** Opening Information given block **
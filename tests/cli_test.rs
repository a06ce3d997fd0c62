use std::fs;
use std::path::{Path, PathBuf};

use assert_cmd::Command;
use predicates::prelude::*;
use tempfile::{TempDir, tempdir};

use namesmith::cli::{build_command, get_action, get_run_options};
use namesmith::workflow::Action;

// Writes a configuration that keeps presets inside the temporary directory
fn write_config(dir: &TempDir) -> PathBuf {
    let config_path = dir.path().join("config.yaml");
    let presets_path = dir.path().join("presets.yaml");
    fs::write(
        &config_path,
        format!(
            "presets_file: \"{}\"\nproject: feature\nuser: kieran\n",
            presets_path.display()
        ),
    )
    .unwrap();
    config_path
}

fn namesmith(config: &Path) -> Command {
    let mut cmd = Command::cargo_bin("namesmith").unwrap();
    cmd.arg("--config").arg(config).arg("--log-file").arg("");
    cmd
}

#[test]
fn test_rename_options_are_parsed() {
    let matches = build_command().get_matches_from([
        "namesmith",
        "-f",
        "v1",
        "-r",
        "v2",
        "--any-sequence",
        "-n",
        "a.exr",
        "b.exr",
    ]);

    let options = get_run_options(&matches);

    assert_eq!(get_action(&matches), Action::Rename);
    assert_eq!(options.find.as_deref(), Some("v1"));
    assert_eq!(options.replace.as_deref(), Some("v2"));
    assert!(options.any_sequence);
    assert!(options.dry_run);
    assert_eq!(options.paths, vec![PathBuf::from("a.exr"), PathBuf::from("b.exr")]);
}

#[test]
fn test_preset_subcommands_are_parsed() {
    let matches = build_command().get_matches_from([
        "namesmith", "presets", "save", "Version Up", "-f", "v1", "-r", "v2",
    ]);
    assert_eq!(
        get_action(&matches),
        Action::SavePreset {
            name: "Version Up".to_string(),
            find: "v1".to_string(),
            replace: "v2".to_string(),
        }
    );

    let matches = build_command().get_matches_from(["namesmith", "presets", "delete", "Old"]);
    assert_eq!(
        get_action(&matches),
        Action::DeletePreset {
            name: "Old".to_string()
        }
    );
}

#[test]
fn test_global_options_after_subcommand() {
    let matches =
        build_command().get_matches_from(["namesmith", "tokens", "--timeline", "a.exr"]);

    let options = get_run_options(&matches);

    assert_eq!(get_action(&matches), Action::ListTokens);
    assert!(options.timeline);
    assert_eq!(options.paths, vec![PathBuf::from("a.exr")]);
}

#[test]
fn test_rename_files_with_yes() {
    let dir = tempdir().unwrap();
    let config = write_config(&dir);
    let shot_a = dir.path().join("shotA_v1.exr");
    let shot_b = dir.path().join("shotB_v1.exr");
    fs::write(&shot_a, "a").unwrap();
    fs::write(&shot_b, "b").unwrap();

    namesmith(&config)
        .args(["-f", "v1", "-r", "v2", "--yes"])
        .arg(&shot_a)
        .arg(&shot_b)
        .assert()
        .success()
        .stdout(predicate::str::contains("Renamed shotA_v1.exr to shotA_v2.exr"));

    assert!(dir.path().join("shotA_v2.exr").is_file());
    assert!(dir.path().join("shotB_v2.exr").is_file());
    assert!(!shot_a.exists());
}

#[test]
fn test_dry_run_leaves_files_alone() {
    let dir = tempdir().unwrap();
    let config = write_config(&dir);
    let shot = dir.path().join("shot_v1.exr");
    fs::write(&shot, "").unwrap();

    namesmith(&config)
        .args(["-f", "v1", "-r", "v2", "--dry", "--yes"])
        .arg(&shot)
        .assert()
        .success()
        .stdout(predicate::str::contains("shot_v2.exr"))
        .stdout(predicate::str::contains("Run without --dry flag"));

    assert!(shot.exists());
}

#[test]
fn test_manifest_items_are_renamed_and_saved() {
    let dir = tempdir().unwrap();
    let config = write_config(&dir);
    let manifest = dir.path().join("timeline.yaml");
    fs::write(
        &manifest,
        "items:\n  - name: comp_v1\n    kind: segment\n    context: sh010\n  - name: wipe\n    kind: transition\n",
    )
    .unwrap();

    namesmith(&config)
        .args(["--timeline", "--yes", "-f", "comp", "-r", "<shot name>", "--manifest"])
        .arg(&manifest)
        .assert()
        .success();

    let content = fs::read_to_string(&manifest).unwrap();
    assert!(content.contains("name: sh010_v1"));
    assert!(content.contains("name: wipe"));
}

#[test]
fn test_segments_need_the_timeline() {
    let dir = tempdir().unwrap();
    let config = write_config(&dir);
    let manifest = dir.path().join("timeline.yaml");
    fs::write(&manifest, "items:\n  - name: comp_v1\n    kind: segment\n").unwrap();

    namesmith(&config)
        .args(["--yes", "-f", "comp", "-r", "x", "--manifest"])
        .arg(&manifest)
        .assert()
        .failure();
}

#[test]
fn test_save_and_list_presets() {
    let dir = tempdir().unwrap();
    let config = write_config(&dir);

    namesmith(&config)
        .args(["presets", "save", "Version Up", "-f", "v1", "-r", "v2"])
        .assert()
        .success();

    namesmith(&config)
        .args(["presets", "list"])
        .assert()
        .success()
        .stdout(predicate::str::contains("Version Up"))
        .stdout(predicate::str::contains("find 'v1' replace 'v2'"));

    assert!(dir.path().join("presets.yaml").is_file());
}

#[test]
fn test_preset_drives_a_rename() {
    let dir = tempdir().unwrap();
    let config = write_config(&dir);
    let shot = dir.path().join("shot_v1.exr");
    fs::write(&shot, "").unwrap();

    namesmith(&config)
        .args(["presets", "save", "Version Up", "-f", "v1", "-r", "v2"])
        .assert()
        .success();

    namesmith(&config)
        .args(["--preset", "Version Up", "--yes"])
        .arg(&shot)
        .assert()
        .success();

    assert!(dir.path().join("shot_v2.exr").is_file());
}

#[test]
fn test_unknown_preset_fails() {
    let dir = tempdir().unwrap();
    let config = write_config(&dir);
    let shot = dir.path().join("shot_v1.exr");
    fs::write(&shot, "").unwrap();

    namesmith(&config)
        .args(["--preset", "Missing", "--yes"])
        .arg(&shot)
        .assert()
        .failure();

    assert!(shot.exists());
}

#[test]
fn test_tokens_lists_placeholders_and_wildcards() {
    let dir = tempdir().unwrap();
    let config = write_config(&dir);
    let shot = dir.path().join("shot_v1.exr");
    fs::write(&shot, "").unwrap();

    namesmith(&config)
        .arg("tokens")
        .arg(&shot)
        .assert()
        .success()
        .stdout(predicate::str::contains("<YYYY>"))
        .stdout(predicate::str::contains("<colour space>"))
        .stdout(predicate::str::contains("Match All"));
}
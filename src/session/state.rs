use std::fmt;

/// Lifecycle of a rename session
#[derive(Debug, Clone, Copy, PartialEq, Eq)]
pub enum SessionState {
    /// Neither find nor replace is set; proposed names equal current names
    Idle,
    /// A find and/or replace value is active
    Previewing,
    /// The proposed names were applied
    Confirmed,
    /// The session was discarded without renaming anything
    Cancelled,
}

impl SessionState {
    pub fn is_terminal(&self) -> bool {
        matches!(self, SessionState::Confirmed | SessionState::Cancelled)
    }
}

impl fmt::Display for SessionState {
    fn fmt(&self, f: &mut fmt::Formatter<'_>) -> fmt::Result {
        let label = match self {
            SessionState::Idle => "idle",
            SessionState::Previewing => "previewing",
            SessionState::Confirmed => "confirmed",
            SessionState::Cancelled => "cancelled",
        };
        write!(f, "{label}")
    }
}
** Closing Information given block **
#### Task brief
After reading through the records, retype all of them exactly.

#### Your response
filename tests/cli_test.rs
repository a06ce3d997fd0c62
use std::fs;
use std::path::{Path, PathBuf};

use assert_cmd::Command;
use predicates::prelude::*;
use tempfile::{TempDir, tempdir};

use namesmith::cli::{build_command, get_action, get_run_options};
use namesmith::workflow::Action;

// Writes a configuration that keeps presets inside the temporary directory
fn write_config(dir: &TempDir) -> PathBuf {
    let config_path = dir.path().join("config.yaml");
    let presets_path = dir.path().join("presets.yaml");
    fs::write(
        &config_path,
        format!(
            "presets_file: \"{}\"\nproject: feature\nuser: kieran\n",
            presets_path.display()
        ),
    )
    .unwrap();
    config_path
}

fn namesmith(config: &Path) -> Command {
    let mut cmd = Command::cargo_bin("namesmith").unwrap();
    cmd.arg("--config").arg(config).arg("--log-file").arg("");
    cmd
}

#[test]
fn test_rename_options_are_parsed() {
    let matches = build_command().get_matches_from([
        "namesmith",
        "-f",
        "v1",
        "-r",
        "v2",
        "--any-sequence",
        "-n",
        "a.exr",
        "b.exr",
    ]);

    let options = get_run_options(&matches);

    assert_eq!(get_action(&matches), Action::Rename);
    assert_eq!(options.find.as_deref(), Some("v1"));
    assert_eq!(options.replace.as_deref(), Some("v2"));
    assert!(options.any_sequence);
    assert!(options.dry_run);
    assert_eq!(options.paths, vec![PathBuf::from("a.exr"), PathBuf::from("b.exr")]);
}

#[test]
fn test_preset_subcommands_are_parsed() {
    let matches = build_command().get_matches_from([
        "namesmith", "presets", "save", "Version Up", "-f", "v1", "-r", "v2",
    ]);
    assert_eq!(
        get_action(&matches),
        Action::SavePreset {
            name: "Version Up".to_string(),
            find: "v1".to_string(),
            replace: "v2".to_string(),
        }
    );

    let matches = build_command().get_matches_from(["namesmith", "presets", "delete", "Old"]);
    assert_eq!(
        get_action(&matches),
        Action::DeletePreset {
            name: "Old".to_string()
        }
    );
}

#[test]
fn test_global_options_after_subcommand() {
    let matches =
        build_command().get_matches_from(["namesmith", "tokens", "--timeline", "a.exr"]);

    let options = get_run_options(&matches);

    assert_eq!(get_action(&matches), Action::ListTokens);
    assert!(options.timeline);
    assert_eq!(options.paths, vec![PathBuf::from("a.exr")]);
}

#[test]
fn test_rename_files_with_yes() {
    let dir = tempdir().unwrap();
    let config = write_config(&dir);
    let shot_a = dir.path().join("shotA_v1.exr");
    let shot_b = dir.path().join("shotB_v1.exr");
    fs::write(&shot_a, "a").unwrap();
    fs::write(&shot_b, "b").unwrap();

    namesmith(&config)
        .args(["-f", "v1", "-r", "v2", "--yes"])
        .arg(&shot_a)
        .arg(&shot_b)
        .assert()
        .success()
        .stdout(predicate::str::contains("Renamed shotA_v1.exr to shotA_v2.exr"));

    assert!(dir.path().join("shotA_v2.exr").is_file());
    assert!(dir.path().join("shotB_v2.exr").is_file());
    assert!(!shot_a.exists());
}

#[test]
fn test_dry_run_leaves_files_alone() {
    let dir = tempdir().unwrap();
    let config = write_config(&dir);
    let shot = dir.path().join("shot_v1.exr");
    fs::write(&shot, "").unwrap();

    namesmith(&config)
        .args(["-f", "v1", "-r", "v2", "--dry", "--yes"])
        .arg(&shot)
        .assert()
        .success()
        .stdout(predicate::str::contains("shot_v2.exr"))
        .stdout(predicate::str::contains("Run without --dry flag"));

    assert!(shot.exists());
}

#[test]
fn test_manifest_items_are_renamed_and_saved() {
    let dir = tempdir().unwrap();
    let config = write_config(&dir);
    let manifest = dir.path().join("timeline.yaml");
    fs::write(
        &manifest,
        "items:\n  - name: comp_v1\n    kind: segment\n    context: sh010\n  - name: wipe\n    kind: transition\n",
    )
    .unwrap();

    namesmith(&config)
        .args(["--timeline", "--yes", "-f", "comp", "-r", "<shot name>", "--manifest"])
        .arg(&manifest)
        .assert()
        .success();

    let content = fs::read_to_string(&manifest).unwrap();
    assert!(content.contains("name: sh010_v1"));
    assert!(content.contains("name: wipe"));
}

#[test]
fn test_segments_need_the_timeline() {
    let dir = tempdir().unwrap();
    let config = write_config(&dir);
    let manifest = dir.path().join("timeline.yaml");
    fs::write(&manifest, "items:\n  - name: comp_v1\n    kind: segment\n").unwrap();

    namesmith(&config)
        .args(["--yes", "-f", "comp", "-r", "x", "--manifest"])
        .arg(&manifest)
        .assert()
        .failure();
}

#[test]
fn test_save_and_list_presets() {
    let dir = tempdir().unwrap();
    let config = write_config(&dir);

    namesmith(&config)
        .args(["presets", "save", "Version Up", "-f", "v1", "-r", "v2"])
        .assert()
        .success();

    namesmith(&config)
        .args(["presets", "list"])
        .assert()
        .success()
        .stdout(predicate::str::contains("Version Up"))
        .stdout(predicate::str::contains("find 'v1' replace 'v2'"));

    assert!(dir.path().join("presets.yaml").is_file());
}

#[test]
fn test_preset_drives_a_rename() {
    let dir = tempdir().unwrap();
    let config = write_config(&dir);
    let shot = dir.path().join("shot_v1.exr");
    fs::write(&shot, "").unwrap();

    namesmith(&config)
        .args(["presets", "save", "Version Up", "-f", "v1", "-r", "v2"])
        .assert()
        .success();

    namesmith(&config)
        .args(["--preset", "Version Up", "--yes"])
        .arg(&shot)
        .assert()
        .success();

    assert!(dir.path().join("shot_v2.exr").is_file());
}

#[test]
fn test_unknown_preset_fails() {
    let dir = tempdir().unwrap();
    let config = write_config(&dir);
    let shot = dir.path().join("shot_v1.exr");
    fs::write(&shot, "").unwrap();

    namesmith(&config)
        .args(["--preset", "Missing", "--yes"])
        .arg(&shot)
        .assert()
        .failure();

    assert!(shot.exists());
}

#[test]
fn test_tokens_lists_placeholders_and_wildcards() {
    let dir = tempdir().unwrap();
    let config = write_config(&dir);
    let shot = dir.path().join("shot_v1.exr");
    fs::write(&shot, "").unwrap();

    namesmith(&config)
        .arg("tokens")
        .arg(&shot)
        .assert()
        .success()
        .stdout(predicate::str::contains("<YYYY>"))
        .stdout(predicate::str::contains("<colour space>"))
        .stdout(predicate::str::contains("Match All"));
}
filename src/session/state.rs
use std::fmt;

/// Lifecycle of a rename session
#[derive(Debug, Clone, Copy, PartialEq, Eq)]
pub enum SessionState {
    /// Neither find nor replace is set; proposed names equal current names
    Idle,
    /// A find and/or replace value is active
    Previewing,
    /// The proposed names were applied
    Confirmed,
    /// The session was discarded without renaming anything
    Cancelled,
}

impl SessionState {
    pub fn is_terminal(&self) -> bool {
        matches!(self, SessionState::Confirmed | SessionState::Cancelled)
    }
}

impl fmt::Display for SessionState {
    fn fmt(&self, f: &mut fmt::Formatter<'_>) -> fmt::Result {
        let label = match self {
            SessionState::Idle => "idle",
            SessionState::Previewing => "previewing",
            SessionState::Confirmed => "confirmed",
            SessionState::Cancelled => "cancelled",
        };
        write!(f, "{label}")
    }
}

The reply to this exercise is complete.